A tagging ALOX5AP polymorphism and risk of ischemic stroke in a northeastern Chinese Han population

Zhengyi Qu 1, Fang Su 2, Yulan Zhu 2, Shuangyan Zhang 1, Hong Zhao 1, Yongnan Li 1, Zhenkui Qiao 1, Hongcai Wang 1
PMCID: PMC4723920  PMID: 26885075

Abstract

Objective: 5-lipoxygenase-activating protein gene (ALOX5AP) has been recognized as a susceptibility gene for stroke. In this work, we explored the association of 6 ALOX5AP SNPs with cerebral infarction (CI) in a northeastern Chinese Han population, using a case-control design. Methods: A group of patients with cerebral infarction were randomly chosen as case group in northeastern Chinese Han population. Another comparative group of individuals without stroke were chosen as the control group. By utilizing TaqMan probe based real-time fluorescent PCR and DNA sequencing method, this study focused on 6 SNPs of ALOX5AP gene and analyzed the association with the hereditary susceptibility of cerebral infarction. Results: We found that, the rs9579646 G allele frequency was significantly associated with higher ischemic cerebral infarction. There was no significant difference of rs9551963, rs9315050, rs4769874, rs10507391 and rs4147064 genotype frequencies between the case and control group. Haplotype-based association analysis of the block involving rs9579646 and rs10507391 revealed that the increased risk of stroke was significantly associated with haplotype GT and GA. Conclusion: These results suggested that the genetic variants in ALOX5AP might be related to the risk of stroke in northeastern Chinese Han population. The SNP rs9579646 may be a diagnostic index of cerebral infarction.

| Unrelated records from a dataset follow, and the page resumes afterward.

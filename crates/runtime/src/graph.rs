//! Serialized Graph Model
//!
//! A persisted graph is a JSON object with `function` (informational),
//! `nodes`, `edges` (informational; evaluation reconstructs dependencies
//! from node attributes), and `output`. Nodes keep their `kind` as a plain
//! string so that a file with an unknown kind still parses; the evaluator
//! is the one to reject it. Unknown keys at any level are skipped
//! silently, and absent numeric attributes read as 0.
//!
//! Loading indexes nodes into a dense 1-based arena sized by the largest
//! id: shared subgraphs are expressed as multiple edges into one integer
//! id, and the evaluator's memo array is indexed the same way.

use serde::{Deserialize, Serialize};
use std::path::Path;

/// Node kind strings as they appear on the wire.
pub mod kind {
    pub const INPUT: &str = "input";
    pub const CONST_INT: &str = "const_int";
    pub const CONST_NULL: &str = "const_null";
    pub const IS_NONNULL: &str = "is_nonnull";
    pub const GUARD_PTR: &str = "guard_ptr";
    pub const GUARD_NONNULL: &str = "guard_nonnull";
    pub const GUARD_EQ: &str = "guard_eq";
    pub const LOAD_PTR: &str = "load_ptr";
    pub const LOAD_INT: &str = "load_int";
    pub const GETFIELD: &str = "getfield";
    pub const GETFIELD_INT: &str = "getfield_int";
    pub const SELECT: &str = "select";
    pub const ADD: &str = "add";
}

/// One dataflow node as persisted. Optional attributes serialize only
/// when set; readers treat absence as 0 (or the empty name).
#[derive(Debug, Clone, Default, PartialEq, Serialize, Deserialize)]
pub struct Node {
    #[serde(default)]
    pub id: i64,
    #[serde(default)]
    pub kind: String,
    #[serde(default, skip_serializing_if = "Option::is_none")]
    pub name: Option<String>,
    #[serde(default, skip_serializing_if = "Option::is_none")]
    pub x: Option<i64>,
    #[serde(default, skip_serializing_if = "Option::is_none")]
    pub y: Option<i64>,
    #[serde(default, skip_serializing_if = "Option::is_none")]
    pub field: Option<i64>,
    #[serde(default, skip_serializing_if = "Option::is_none")]
    pub value: Option<i64>,
    #[serde(default, skip_serializing_if = "Option::is_none")]
    pub cond: Option<i64>,
    #[serde(default, rename = "then", skip_serializing_if = "Option::is_none")]
    pub then_id: Option<i64>,
    #[serde(default, rename = "else", skip_serializing_if = "Option::is_none")]
    pub else_id: Option<i64>,
}

impl Node {
    pub fn name(&self) -> &str {
        self.name.as_deref().unwrap_or("")
    }

    pub fn x(&self) -> i64 {
        self.x.unwrap_or(0)
    }

    pub fn y(&self) -> i64 {
        self.y.unwrap_or(0)
    }

    /// The field slot index. Negative values are folded to an
    /// out-of-range index, which loads report as `MissingField`.
    pub fn field(&self) -> usize {
        usize::try_from(self.field.unwrap_or(0)).unwrap_or(usize::MAX)
    }

    pub fn value(&self) -> i64 {
        self.value.unwrap_or(0)
    }

    pub fn cond(&self) -> i64 {
        self.cond.unwrap_or(0)
    }

    pub fn then_id(&self) -> i64 {
        self.then_id.unwrap_or(0)
    }

    pub fn else_id(&self) -> i64 {
        self.else_id.unwrap_or(0)
    }
}

/// The on-disk graph shape.
#[derive(Debug, Clone, Default, Serialize, Deserialize)]
pub struct GraphFile {
    #[serde(default)]
    pub function: String,
    #[serde(default)]
    pub nodes: Vec<Node>,
    /// `[from, to]` pairs. Written by the lifter for human consumption;
    /// readers ignore them.
    #[serde(default)]
    pub edges: Vec<[i64; 2]>,
    #[serde(default)]
    pub output: i64,
}

/// Errors loading a persisted graph.
#[derive(Debug)]
pub enum GraphLoadError {
    Io(std::io::Error),
    Json(serde_json::Error),
}

impl std::fmt::Display for GraphLoadError {
    fn fmt(&self, f: &mut std::fmt::Formatter<'_>) -> std::fmt::Result {
        match self {
            GraphLoadError::Io(e) => write!(f, "graph file error: {}", e),
            GraphLoadError::Json(e) => write!(f, "graph parse error: {}", e),
        }
    }
}

impl std::error::Error for GraphLoadError {
    fn source(&self) -> Option<&(dyn std::error::Error + 'static)> {
        match self {
            GraphLoadError::Io(e) => Some(e),
            GraphLoadError::Json(e) => Some(e),
        }
    }
}

impl From<std::io::Error> for GraphLoadError {
    fn from(e: std::io::Error) -> Self {
        GraphLoadError::Io(e)
    }
}

impl From<serde_json::Error> for GraphLoadError {
    fn from(e: serde_json::Error) -> Self {
        GraphLoadError::Json(e)
    }
}

/// A loaded graph: nodes indexed densely by id, plus the output id.
#[derive(Debug, Clone)]
pub struct Graph {
    function: String,
    /// Dense arena, index = node id. Index 0 is an unused default node.
    nodes: Vec<Node>,
    output: i64,
}

impl Graph {
    /// Index a parsed file into the dense arena. Ids below 1 are dropped;
    /// a duplicated id keeps its last occurrence.
    pub fn from_file(file: GraphFile) -> Graph {
        let max_id = file.nodes.iter().map(|n| n.id).filter(|&id| id >= 1).max().unwrap_or(0);
        let mut nodes = vec![Node::default(); max_id as usize + 1];
        for node in file.nodes {
            if node.id >= 1 {
                let idx = node.id as usize;
                nodes[idx] = node;
            }
        }
        Graph {
            function: file.function,
            nodes,
            output: file.output,
        }
    }

    /// Parse and index a graph from JSON text.
    pub fn from_json(text: &str) -> Result<Graph, GraphLoadError> {
        let file: GraphFile = serde_json::from_str(text)?;
        Ok(Graph::from_file(file))
    }

    /// Load and index a graph from a file.
    pub fn load(path: &Path) -> Result<Graph, GraphLoadError> {
        let text = std::fs::read_to_string(path)?;
        Graph::from_json(&text)
    }

    pub fn function(&self) -> &str {
        &self.function
    }

    /// The largest node id (the arena's upper bound).
    pub fn num_nodes(&self) -> i64 {
        self.nodes.len() as i64 - 1
    }

    /// The node at `id`, for ids in `[1, num_nodes]`.
    pub fn node(&self, id: i64) -> Option<&Node> {
        if id < 1 || id >= self.nodes.len() as i64 {
            return None;
        }
        Some(&self.nodes[id as usize])
    }

    pub fn output(&self) -> i64 {
        self.output
    }
}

Keywords: 5-lipoxygenase activating protein (ALOX5AP), cerebral infarction, single nucleotide polymorphisms (SNPs), stroke, TaqMan-PCR

Introduction

Ischemic cerebral vascular diseases (ICVDs) are common diseases of the nervous system, and the leading causes of disability and death in developed countries [1]. ICVDs have become one of the three major causes of human death currently. Complex environmental factors and genetic background play an important role in the occurrence and development of ICVDs.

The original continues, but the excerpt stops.